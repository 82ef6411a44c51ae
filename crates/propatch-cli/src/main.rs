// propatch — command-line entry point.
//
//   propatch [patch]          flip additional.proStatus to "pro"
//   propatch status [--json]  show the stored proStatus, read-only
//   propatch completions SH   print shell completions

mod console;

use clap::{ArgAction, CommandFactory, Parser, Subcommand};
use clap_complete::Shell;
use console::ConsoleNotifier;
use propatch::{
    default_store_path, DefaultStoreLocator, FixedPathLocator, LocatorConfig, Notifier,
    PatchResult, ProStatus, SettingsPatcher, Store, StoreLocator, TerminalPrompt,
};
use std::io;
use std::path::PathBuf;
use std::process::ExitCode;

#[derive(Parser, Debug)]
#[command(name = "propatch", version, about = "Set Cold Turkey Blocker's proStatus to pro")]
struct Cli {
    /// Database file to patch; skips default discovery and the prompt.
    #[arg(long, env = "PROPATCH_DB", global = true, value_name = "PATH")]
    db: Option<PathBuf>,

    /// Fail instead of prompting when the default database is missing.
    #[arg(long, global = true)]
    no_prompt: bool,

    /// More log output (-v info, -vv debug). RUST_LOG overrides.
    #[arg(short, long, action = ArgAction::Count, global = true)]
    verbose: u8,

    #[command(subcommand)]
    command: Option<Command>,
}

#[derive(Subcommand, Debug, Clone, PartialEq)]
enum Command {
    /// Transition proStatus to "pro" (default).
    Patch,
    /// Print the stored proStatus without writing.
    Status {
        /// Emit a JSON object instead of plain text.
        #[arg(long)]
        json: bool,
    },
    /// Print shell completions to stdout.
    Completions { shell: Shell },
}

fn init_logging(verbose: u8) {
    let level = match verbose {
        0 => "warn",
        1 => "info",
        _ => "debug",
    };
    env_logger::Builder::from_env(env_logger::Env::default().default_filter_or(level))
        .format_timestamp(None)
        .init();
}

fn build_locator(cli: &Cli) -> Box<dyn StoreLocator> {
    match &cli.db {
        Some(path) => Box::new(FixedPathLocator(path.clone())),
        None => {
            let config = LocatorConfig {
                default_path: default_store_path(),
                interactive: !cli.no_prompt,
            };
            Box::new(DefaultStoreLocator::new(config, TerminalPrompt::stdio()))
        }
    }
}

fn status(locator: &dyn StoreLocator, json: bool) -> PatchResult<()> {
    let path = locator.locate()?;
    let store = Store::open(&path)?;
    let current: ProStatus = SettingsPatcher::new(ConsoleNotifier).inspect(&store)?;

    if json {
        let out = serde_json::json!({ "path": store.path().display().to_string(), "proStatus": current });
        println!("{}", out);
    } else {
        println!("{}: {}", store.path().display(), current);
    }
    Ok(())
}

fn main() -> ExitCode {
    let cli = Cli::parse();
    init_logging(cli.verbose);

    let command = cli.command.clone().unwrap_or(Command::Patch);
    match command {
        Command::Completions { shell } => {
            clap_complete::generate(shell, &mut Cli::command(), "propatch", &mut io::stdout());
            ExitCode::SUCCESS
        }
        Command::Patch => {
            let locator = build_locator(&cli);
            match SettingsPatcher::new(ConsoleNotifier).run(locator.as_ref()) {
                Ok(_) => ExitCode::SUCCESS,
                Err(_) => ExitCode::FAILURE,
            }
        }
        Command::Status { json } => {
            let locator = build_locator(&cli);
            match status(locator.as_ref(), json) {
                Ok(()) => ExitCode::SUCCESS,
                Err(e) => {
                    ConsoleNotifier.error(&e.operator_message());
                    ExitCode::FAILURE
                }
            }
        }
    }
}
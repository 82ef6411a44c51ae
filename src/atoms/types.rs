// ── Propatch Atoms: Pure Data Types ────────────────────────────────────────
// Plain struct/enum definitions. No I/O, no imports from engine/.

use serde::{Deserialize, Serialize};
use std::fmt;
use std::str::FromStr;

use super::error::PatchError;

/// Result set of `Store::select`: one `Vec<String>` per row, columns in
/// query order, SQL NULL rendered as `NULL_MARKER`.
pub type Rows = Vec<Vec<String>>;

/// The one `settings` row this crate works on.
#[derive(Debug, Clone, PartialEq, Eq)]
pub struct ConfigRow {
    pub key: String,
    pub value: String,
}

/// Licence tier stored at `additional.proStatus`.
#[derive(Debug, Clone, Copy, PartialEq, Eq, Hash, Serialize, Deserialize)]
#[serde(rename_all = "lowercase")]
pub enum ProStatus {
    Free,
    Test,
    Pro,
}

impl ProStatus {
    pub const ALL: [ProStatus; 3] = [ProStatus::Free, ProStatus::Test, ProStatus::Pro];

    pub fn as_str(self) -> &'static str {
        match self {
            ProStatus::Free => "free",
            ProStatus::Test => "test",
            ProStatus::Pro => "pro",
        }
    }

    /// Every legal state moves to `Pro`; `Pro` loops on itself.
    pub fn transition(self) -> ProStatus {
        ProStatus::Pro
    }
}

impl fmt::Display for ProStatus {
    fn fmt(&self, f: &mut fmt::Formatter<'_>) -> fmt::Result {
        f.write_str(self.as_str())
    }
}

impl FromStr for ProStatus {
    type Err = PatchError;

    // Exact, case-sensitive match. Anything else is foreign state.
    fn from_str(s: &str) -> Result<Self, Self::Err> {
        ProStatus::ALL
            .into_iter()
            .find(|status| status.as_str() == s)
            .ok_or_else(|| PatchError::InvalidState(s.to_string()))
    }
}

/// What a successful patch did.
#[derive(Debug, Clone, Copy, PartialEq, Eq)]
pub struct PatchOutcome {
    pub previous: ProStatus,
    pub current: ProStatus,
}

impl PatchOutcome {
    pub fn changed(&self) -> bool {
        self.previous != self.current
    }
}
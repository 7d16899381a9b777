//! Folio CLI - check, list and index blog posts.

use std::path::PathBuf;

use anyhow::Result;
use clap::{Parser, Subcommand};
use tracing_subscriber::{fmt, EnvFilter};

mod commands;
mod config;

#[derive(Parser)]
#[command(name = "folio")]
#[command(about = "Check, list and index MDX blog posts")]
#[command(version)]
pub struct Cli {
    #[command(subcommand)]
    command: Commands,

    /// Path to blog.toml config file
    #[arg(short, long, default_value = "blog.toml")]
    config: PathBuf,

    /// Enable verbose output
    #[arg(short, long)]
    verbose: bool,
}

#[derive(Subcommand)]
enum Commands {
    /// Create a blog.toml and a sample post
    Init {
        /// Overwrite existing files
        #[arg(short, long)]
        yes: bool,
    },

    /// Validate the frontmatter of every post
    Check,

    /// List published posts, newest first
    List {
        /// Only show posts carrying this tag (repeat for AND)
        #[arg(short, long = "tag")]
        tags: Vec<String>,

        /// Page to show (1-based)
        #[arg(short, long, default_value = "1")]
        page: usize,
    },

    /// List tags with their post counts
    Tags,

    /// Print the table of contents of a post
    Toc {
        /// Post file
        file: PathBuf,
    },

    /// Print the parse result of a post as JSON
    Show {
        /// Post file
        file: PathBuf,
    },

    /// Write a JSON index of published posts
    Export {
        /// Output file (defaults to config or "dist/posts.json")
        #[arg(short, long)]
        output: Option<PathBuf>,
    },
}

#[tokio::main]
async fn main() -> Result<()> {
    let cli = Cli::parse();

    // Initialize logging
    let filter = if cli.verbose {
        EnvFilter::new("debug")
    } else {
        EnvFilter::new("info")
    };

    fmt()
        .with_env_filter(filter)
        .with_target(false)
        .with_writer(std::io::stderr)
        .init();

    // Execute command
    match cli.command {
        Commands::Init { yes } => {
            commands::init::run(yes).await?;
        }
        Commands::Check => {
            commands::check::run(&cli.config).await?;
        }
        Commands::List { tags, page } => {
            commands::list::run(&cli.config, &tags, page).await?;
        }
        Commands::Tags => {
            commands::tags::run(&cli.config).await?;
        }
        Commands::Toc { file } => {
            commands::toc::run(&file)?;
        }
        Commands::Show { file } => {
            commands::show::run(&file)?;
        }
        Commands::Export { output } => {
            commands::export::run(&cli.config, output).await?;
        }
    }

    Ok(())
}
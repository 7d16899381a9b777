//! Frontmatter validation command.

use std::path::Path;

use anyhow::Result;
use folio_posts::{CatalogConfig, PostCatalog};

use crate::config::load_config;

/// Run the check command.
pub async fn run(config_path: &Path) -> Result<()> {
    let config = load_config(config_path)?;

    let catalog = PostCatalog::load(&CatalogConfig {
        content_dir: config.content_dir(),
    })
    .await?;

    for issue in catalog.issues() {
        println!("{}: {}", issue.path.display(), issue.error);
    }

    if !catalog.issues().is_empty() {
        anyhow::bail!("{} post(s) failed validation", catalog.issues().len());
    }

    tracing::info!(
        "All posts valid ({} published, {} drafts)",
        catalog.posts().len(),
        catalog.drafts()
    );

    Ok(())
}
════════════════
Instructions for the task: Starting with the first line of the listing above, copy each line exactly until you have copied the line containing "mod console;". Stop there.

Response area:
repository 82ef6411a44c51ae
filename crates/propatch-cli/src/main.rs
// propatch — command-line entry point.
//
//   propatch [patch]          flip additional.proStatus to "pro"
//   propatch status [--json]  show the stored proStatus, read-only
//   propatch completions SH   print shell completions

mod console;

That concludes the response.